Peru's runoff on a knife edge: count the result, or recount it? Fujimori leads by ~900 votes
Peru's presidential run-off is essentially tied: with 98.22% of tally sheets processed, right-wing Keiko Fujimori holds 50.003% to leftist Roberto Sánchez's 49.997% — a lead of just over 900 votes out of more than 18 million, per the electoral office ONPE. Fujimori urges calm and says the official count should be allowed to finish; Sánchez is asking for a full recount before any winner is declared. EU observers called the vote 'peaceful and orderly.'
The summary above is a neutral framing. Below, each side reports the same story in its own words — judge for yourself.
Keiko Fujimori leads the official ONPE tally — 50.003% to 49.997%, about 900 votes ahead with 98.22% processed, boosted by overseas ballots from the US and Japan. She said she received the results 'with serenity and great gratitude,' called for 'reflection and calm,' and urged waiting for the final ONPE count rather than pre-empting it — noting Sánchez had pledged to respect the result. Roughly 480,000 challenged ballots still must be reviewed, a standard process that could take up to two weeks.
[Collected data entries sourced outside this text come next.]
use anyhow::Result;
use clap::ValueEnum;
use colored::Colorize;
use comfy_table::{Attribute, Cell, Color as TableColor, Table};
use serde::Serialize;

use getty::{EdgeIssue, FriendRecord, HomeFeed, Post, RepairReport};

use crate::theme::{ICONS, THEME};

/// Output format options for CLI commands
#[derive(Clone, Debug, ValueEnum, Default, PartialEq)]
pub enum OutputFormat {
    /// Formatted table output (default)
    #[default]
    Table,
    /// JSON output for scripting
    Json,
    /// Compact single-line output
    Compact,
}

/// Global CLI options that affect output and behavior
#[derive(Clone, Debug, Default)]
pub struct GlobalOptions {
    pub output_format: OutputFormat,
    pub quiet: bool,
    pub verbose: bool,
    pub no_color: bool,
}

/// Data that can be displayed as a table
pub trait TableDisplay {
    fn to_table(&self, options: &GlobalOptions) -> Table;
    fn to_compact(&self) -> String;
}

/// One row of a list table
pub trait TableRow {
    fn headers() -> Vec<&'static str>;
    fn row(&self) -> Vec<String>;
    fn compact(&self) -> String;
}

/// A yes/no answer such as "is alice following bob"
#[derive(Debug, Serialize)]
pub struct Answer {
    pub question: String,
    pub answer: bool,
}

/// Output manager handles formatting and display
pub struct OutputManager {
    pub options: GlobalOptions,
}

impl OutputManager {
    pub fn new(options: GlobalOptions) -> Self {
        Self { options }
    }

    /// Display data according to the configured output format
    pub fn display<T>(&self, data: &T) -> Result<()>
    where
        T: Serialize + TableDisplay,
    {
        if self.options.quiet {
            return Ok(());
        }

        match self.options.output_format {
            OutputFormat::Json => {
                let json = serde_json::to_string_pretty(data)?;
                println!("{json}");
            }
            OutputFormat::Table => {
                let table = data.to_table(&self.options);
                println!("{table}");
            }
            OutputFormat::Compact => {
                println!("{}", data.to_compact());
            }
        }
        Ok(())
    }

    /// Display a success message with color and icon
    pub fn success(&self, message: &str) {
        if !self.options.quiet && self.options.output_format != OutputFormat::Json {
            let output = if self.options.no_color {
                format!("{} {message}", ICONS.success)
            } else {
                format!("{} {}", ICONS.success.color(THEME.success), message.color(THEME.success))
            };
            println!("{output}");
        }
    }

    /// Display an error message with color and icon. Shown even when quiet.
    pub fn error(&self, message: &str) {
        eprintln!("{}", self.error_line(message));
    }

    fn error_line(&self, message: &str) -> String {
        if self.options.no_color {
            format!("{} {message}", ICONS.error)
        } else {
            format!("{} {}", ICONS.error.color(THEME.error), message.color(THEME.error))
        }
    }

    /// Display a warning message
    pub fn warning(&self, message: &str) {
        if !self.options.quiet {
            let output = if self.options.no_color {
                format!("{} {message}", ICONS.warning)
            } else {
                format!("{} {}", ICONS.warning.color(THEME.warning), message.color(THEME.warning))
            };
            eprintln!("{output}");
        }
    }

    /// Display verbose information (only if verbose mode is enabled)
    pub fn verbose(&self, message: &str) {
        if self.options.verbose && !self.options.quiet {
            let output = if self.options.no_color {
                format!("{} {message}", ICONS.arrow)
            } else {
                format!("{} {}", ICONS.arrow.color(THEME.muted), message.color(THEME.muted))
            };
            eprintln!("{output}");
        }
    }

    /// Display info message with color and icon
    pub fn info(&self, message: &str) {
        if !self.options.quiet && self.options.output_format != OutputFormat::Json {
            let output = if self.options.no_color {
                format!("{} {message}", ICONS.info)
            } else {
                format!("{} {}", ICONS.info.color(THEME.info), message.color(THEME.info))
            };
            println!("{output}");
        }
    }

    /// Display a key-value pair
    pub fn key_value(&self, key: &str, value: &str) {
        if !self.options.quiet && self.options.output_format != OutputFormat::Json {
            let output = if self.options.no_color {
                format!("{key}: {value}")
            } else {
                format!("{}: {}", key.color(THEME.key).bold(), value.color(THEME.value))
            };
            println!("{output}");
        }
    }

    /// Display a bullet list item
    pub fn bullet(&self, text: &str) {
        if !self.options.quiet && self.options.output_format != OutputFormat::Json {
            let output = if self.options.no_color {
                format!("  {} {text}", ICONS.bullet)
            } else {
                format!("  {} {text}", ICONS.bullet.color(THEME.muted))
            };
            println!("{output}");
        }
    }
}

fn themed_table(options: &GlobalOptions, headers: &[&str]) -> Table {
    let mut table = Table::new();
    if options.no_color {
        table.load_preset(comfy_table::presets::ASCII_FULL);
    } else {
        table.load_preset(comfy_table::presets::UTF8_FULL_CONDENSED);
    }
    if !headers.is_empty() {
        let cells: Vec<Cell> = headers
            .iter()
            .map(|header| {
                let cell = Cell::new(header).add_attribute(Attribute::Bold);
                if options.no_color { cell } else { cell.fg(TableColor::Cyan) }
            })
            .collect();
        table.set_header(cells);
    }
    table
}

impl<T> TableDisplay for Vec<T>
where
    T: TableRow + Serialize,
{
    fn to_table(&self, options: &GlobalOptions) -> Table {
        let mut table = themed_table(options, &T::headers());
        if self.is_empty() {
            table.add_row(vec![Cell::new("No items found")]);
            return table;
        }
        for item in self {
            table.add_row(item.row());
        }
        table
    }

    fn to_compact(&self) -> String {
        if self.is_empty() {
            return "Count: 0".to_string();
        }
        self.iter().map(T::compact).collect::<Vec<_>>().join("\n")
    }
}

impl TableRow for Post {
    fn headers() -> Vec<&'static str> {
        vec!["Date", "User", "Prompt", ICONS.heart, ICONS.comment]
    }

    fn row(&self) -> Vec<String> {
        vec![
            self.date_key.to_string(),
            self.user_id.clone(),
            self.user_prompt.clone(),
            self.likes.len().to_string(),
            self.comments.len().to_string(),
        ]
    }

    fn compact(&self) -> String {
        format!(
            "{}/{} {} {} {} {}",
            self.user_id,
            self.date_key,
            ICONS.heart,
            self.likes.len(),
            ICONS.comment,
            self.comments.len()
        )
    }
}

impl TableDisplay for Post {
    fn to_table(&self, options: &GlobalOptions) -> Table {
        let mut table = themed_table(options, &[]);
        table.add_row(vec![Cell::new("User").add_attribute(Attribute::Bold), Cell::new(&self.user_id)]);
        table.add_row(vec![
            Cell::new("Date").add_attribute(Attribute::Bold),
            Cell::new(self.date_key.to_string()),
        ]);
        table.add_row(vec![
            Cell::new("Prompt").add_attribute(Attribute::Bold),
            Cell::new(&self.user_prompt),
        ]);
        if let Some(given) = &self.given_prompt {
            table.add_row(vec![Cell::new("Given prompt").add_attribute(Attribute::Bold), Cell::new(given)]);
        }
        table.add_row(vec![
            Cell::new("Image").add_attribute(Attribute::Bold),
            Cell::new(truncate(self.image.source.payload(), 60)),
        ]);
        table.add_row(vec![
            Cell::new("Likes").add_attribute(Attribute::Bold),
            Cell::new(self.likes.join(", ")),
        ]);
        for comment in &self.comments {
            table.add_row(vec![
                Cell::new(format!("{} {}", ICONS.comment, comment.username)),
                Cell::new(format!("{} ({})", comment.comment, comment.time.format("%Y-%m-%d %H:%M"))),
            ]);
        }
        table
    }

    fn to_compact(&self) -> String {
        TableRow::compact(self)
    }
}

impl TableDisplay for FriendRecord {
    fn to_table(&self, options: &GlobalOptions) -> Table {
        let mut table = themed_table(options, &["User", "Following", "Followers"]);
        table.add_row(vec![
            self.id.clone(),
            self.following.join(", "),
            self.followers.join(", "),
        ]);
        table
    }

    fn to_compact(&self) -> String {
        format!(
            "{} following={} followers={}",
            self.id,
            self.following.len(),
            self.followers.len()
        )
    }
}

impl TableDisplay for HomeFeed {
    fn to_table(&self, options: &GlobalOptions) -> Table {
        let mut table = self.posts.to_table(options);
        for failure in &self.skipped {
            table.add_row(vec![
                String::new(),
                failure.user_id.clone(),
                format!("{} {}", ICONS.warning, failure.message),
            ]);
        }
        table
    }

    fn to_compact(&self) -> String {
        format!("posts={} skipped={}", self.posts.len(), self.skipped.len())
    }
}

impl TableRow for EdgeIssue {
    fn headers() -> Vec<&'static str> {
        vec!["Follower", "Followee", "Problem"]
    }

    fn row(&self) -> Vec<String> {
        let edge = self.edge();
        let problem = match self {
            EdgeIssue::MissingFollower(_) => "followee does not list the follower",
            EdgeIssue::StaleFollower(_) => "follower does not list the followee",
        };
        vec![edge.follower.clone(), edge.followee.clone(), problem.to_string()]
    }

    fn compact(&self) -> String {
        let edge = self.edge();
        format!("{} {} {}", edge.follower, ICONS.arrow, edge.followee)
    }
}

impl TableDisplay for RepairReport {
    fn to_table(&self, options: &GlobalOptions) -> Table {
        let mut table = themed_table(options, &["Change", "Follower", "Followee"]);
        for edge in &self.added_followers {
            table.add_row(vec!["added follower", edge.follower.as_str(), edge.followee.as_str()]);
        }
        for edge in &self.removed_followers {
            table.add_row(vec!["removed follower", edge.follower.as_str(), edge.followee.as_str()]);
        }
        if self.is_clean() {
            table.add_row(vec!["nothing to repair", "", ""]);
        }
        table
    }

    fn to_compact(&self) -> String {
        format!(
            "{} added={} removed={}",
            self.user_id,
            self.added_followers.len(),
            self.removed_followers.len()
        )
    }
}

impl TableDisplay for Answer {
    fn to_table(&self, options: &GlobalOptions) -> Table {
        let mut table = themed_table(options, &[]);
        table.add_row(vec![self.question.clone(), if self.answer { "yes" } else { "no" }.to_string()]);
        table
    }

    fn to_compact(&self) -> String {
        self.answer.to_string()
    }
}

fn truncate(text: &str, max_chars: usize) -> String {
    if text.chars().count() <= max_chars {
        return text.to_string();
    }
    let head: String = text.chars().take(max_chars).collect();
    format!("{head}…")
}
With the margin down to a few hundred votes in a 50–50 split, leftist Roberto Sánchez is calling on Fujimori to back a full vote recount before any winner is proclaimed, arguing a contest this close demands maximum scrutiny of the tally sheets. His Juntos por el Perú party says it is viewing the partial results with 'composure' and has met with the EU election-observation mission, which judged the run-off peaceful and orderly despite a highly polarised campaign.